GM: Chamou pra chincha! (risos) Vou tentar responder à altura. Vamos lá. Quero
desdobrar tua pergunta em mais de uma resposta, pois tem pontos aí a serem
esclarecidos. Primeiro de tudo, a opção de vanguarda em “Demo Via, Let's Go” nasceu
de uma inclinação pessoal minha para a experimentação e o embate, junto com uma
percepção de marasmo e covardia em nossas letras contemporâneas “oficiais” (aquelas
reconhecidas nos concursos, nas universidades, principalmente no mercado etc.).
Chamo de marasmo porque é uma literatura que, salvo exceções, se acostumou a achar
que o Brasil tinha finalmente dado o salto histórico de desenvolvimento e inserção no
“concerto das grandes nações”, e então começaram a querer fazer uma "literatura
internacional", em que problemas cruciais da nossa formação específica são ignorados.
Além disso, a covardia se expressa principalmente na adoção de "esquemas literários"

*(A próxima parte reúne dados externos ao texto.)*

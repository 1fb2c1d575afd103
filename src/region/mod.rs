//! Region-file storage: the current append-based format, the legacy
//! sector-based format, and the stores that manage open files of each.

pub mod format;

mod file;
mod legacy;
mod store;

pub use file::{RegionFile, StoredRecord};
pub use legacy::{LegacyRegionFile, LegacyRegionStore, LegacyRegionWriter};
pub use store::RegionStore;

use std::fs::File;
use std::path::Path;

use crate::codec::CodecError;
use crate::error::{StorageError, StorageResult};
use crate::world::{ChunkPos, RegionPos};

#[cfg(unix)]
pub(crate) fn read_exact_at(file: &File, buf: &mut [u8], offset: u64) -> std::io::Result<()> {
    use std::os::unix::fs::FileExt;
    file.read_exact_at(buf, offset)
}

#[cfg(unix)]
pub(crate) fn write_all_at(file: &File, buf: &[u8], offset: u64) -> std::io::Result<()> {
    use std::os::unix::fs::FileExt;
    file.write_all_at(buf, offset)
}

#[cfg(windows)]
pub(crate) fn read_exact_at(file: &File, mut buf: &mut [u8], mut offset: u64) -> std::io::Result<()> {
    use std::os::windows::fs::FileExt;
    while !buf.is_empty() {
        match file.seek_read(buf, offset) {
            Ok(0) => {
                return Err(std::io::Error::new(
                    std::io::ErrorKind::UnexpectedEof,
                    "region record truncated",
                ))
            }
            Ok(n) => {
                buf = &mut std::mem::take(&mut buf)[n..];
                offset += n as u64;
            }
            Err(e) if e.kind() == std::io::ErrorKind::Interrupted => {}
            Err(e) => return Err(e),
        }
    }
    Ok(())
}

#[cfg(windows)]
pub(crate) fn write_all_at(file: &File, mut buf: &[u8], mut offset: u64) -> std::io::Result<()> {
    use std::os::windows::fs::FileExt;
    while !buf.is_empty() {
        match file.seek_write(buf, offset) {
            Ok(0) => {
                return Err(std::io::Error::new(
                    std::io::ErrorKind::WriteZero,
                    "failed to write region record",
                ))
            }
            Ok(n) => {
                buf = &buf[n..];
                offset += n as u64;
            }
            Err(e) if e.kind() == std::io::ErrorKind::Interrupted => {}
            Err(e) => return Err(e),
        }
    }
    Ok(())
}

/// Which on-disk format a chunk is served from.
#[derive(Debug, Clone, Copy, PartialEq, Eq, Hash)]
pub enum StoreFormat {
    Current,
    Legacy,
}

impl StoreFormat {
    pub fn name(&self) -> &'static str {
        match self {
            StoreFormat::Current => "current",
            StoreFormat::Legacy => "legacy",
        }
    }
}

/// Lift a codec failure into a storage error carrying the chunk position.
pub(crate) fn codec_error(pos: ChunkPos, err: CodecError) -> StorageError {
    match err {
        CodecError::Io(e) => StorageError::Io(e),
        CodecError::UnknownKind { tag } => StorageError::unsupported(format!(
            "chunk {pos} uses unregistered compression tag {tag}"
        )),
        CodecError::Corrupt { detail } => {
            StorageError::integrity(pos, format!("decompression failed: {detail}"))
        }
        CodecError::SizeMismatch { expected, actual } => StorageError::integrity(
            pos,
            format!("decompressed {actual} bytes, record claims {expected}"),
        ),
    }
}

/// List region positions in `dir` whose file name carries `ext`. A missing
/// directory reads as empty, matching a world with no regions yet.
pub(crate) fn scan_region_files(dir: &Path, ext: &str) -> StorageResult<Vec<RegionPos>> {
    let mut found = Vec::new();
    if !dir.exists() {
        return Ok(found);
    }
    for entry in std::fs::read_dir(dir)? {
        let entry = entry?;
        let name = entry.file_name();
        let Some(name) = name.to_str() else {
            continue;
        };
        if let Some((pos, file_ext)) = RegionPos::from_file_name(name) {
            if file_ext == ext {
                found.push(pos);
            }
        }
    }
    found.sort();
    Ok(found)
}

consolidados e que são mantidos porque é assim que um escritor morno e pouco criativo
crê que vai ganhar concursos e atingir um público com gosto já formado. Não se trata,
nesse caso, simplesmente de repetir influências, mas de pasmaceira intelectual mesmo.
Pra mim, quem só sabe fazer o que dá certo não sabe fazer. Por isso, adotei como
talismã a frase do Oswald: "a contribuição milionária de todos os erros"; isso virou
epígrafe oficial de tudo que faço. E gostaria de adicionar ainda outra, do Rogério
Sganzerla (conterrâneo nosso aí de SC): “somos antiestéticos para sermos éticos". Ou
seja: o mau gosto é a única forma de sermos fiéis à vida neste Brasil. Acho, então, que o
gesto de vanguarda no “Demo Via” surge de uma vontade de ruptura, de confronto,
enfim, de desestabilização do que se tornou preguiçoso e garantido – e eu sei que tem
muita gente fazendo isso, cada qual à sua maneira, não pretendo ser exclusivo. É um
livro que se abriu completamente a certas experiências, ainda bastante ingênuas,
próprias de um escritor iniciante, e que possui, no geral, certa dicção amadorística,
muitas vezes buscada conscientemente, em outras por simples falta de habilidade de
executar minhas ideias. O “Nuvem Colona”, por sua vez, tenta revisar e, inclusive,
tematizar esse gesto de vanguarda. Mas, se no “Demo Via” optei pelo escracho, pelo
exagero, pelo feio, pelo mau gosto, pelo delírio, pela irracionalidade e pela "chanchada
cristã" (cheia de culpa), o “Nuvem” é muito mais contido, sem a pegada trash tão
marcada, escrito na forma de depoimentos de um grupo de escritores colonos que, no
passado (e esse passado é o nosso presente), tiveram um grupo de vanguarda em que
experimentaram várias formas estéticas relacionadas à sua própria cultura. É um livro
acho que mais maduro, e que mistura 3 coisas: os gêneros tradicionais do romance de
formação e do romance de ideias (inclusive com um estilo bem "realista") e mais uma
coisa nova que estou experimentando: a remixagem literária. Isso porque o “Nuvem”
parte de “samples” de cultura que eu encontrei por aí e resolvi reutilizar, de minha
própria maneira, em um novo livro. É uma coisa que aparece ainda incipiente lá no
“Demo Via”, mas que se tornou o elemento quase principal do “Nuvem Colona” e que
pretendo levar ao extremo no meu próximo livro, que já estou planejando.

ML: Acho que já temos bastante material até aqui. Mas tenho ainda uma última
pergunta, Matte: quem descobriu o Brasil?

GM: não sei (risos). E não interessa. O que eu quero é redescobrir.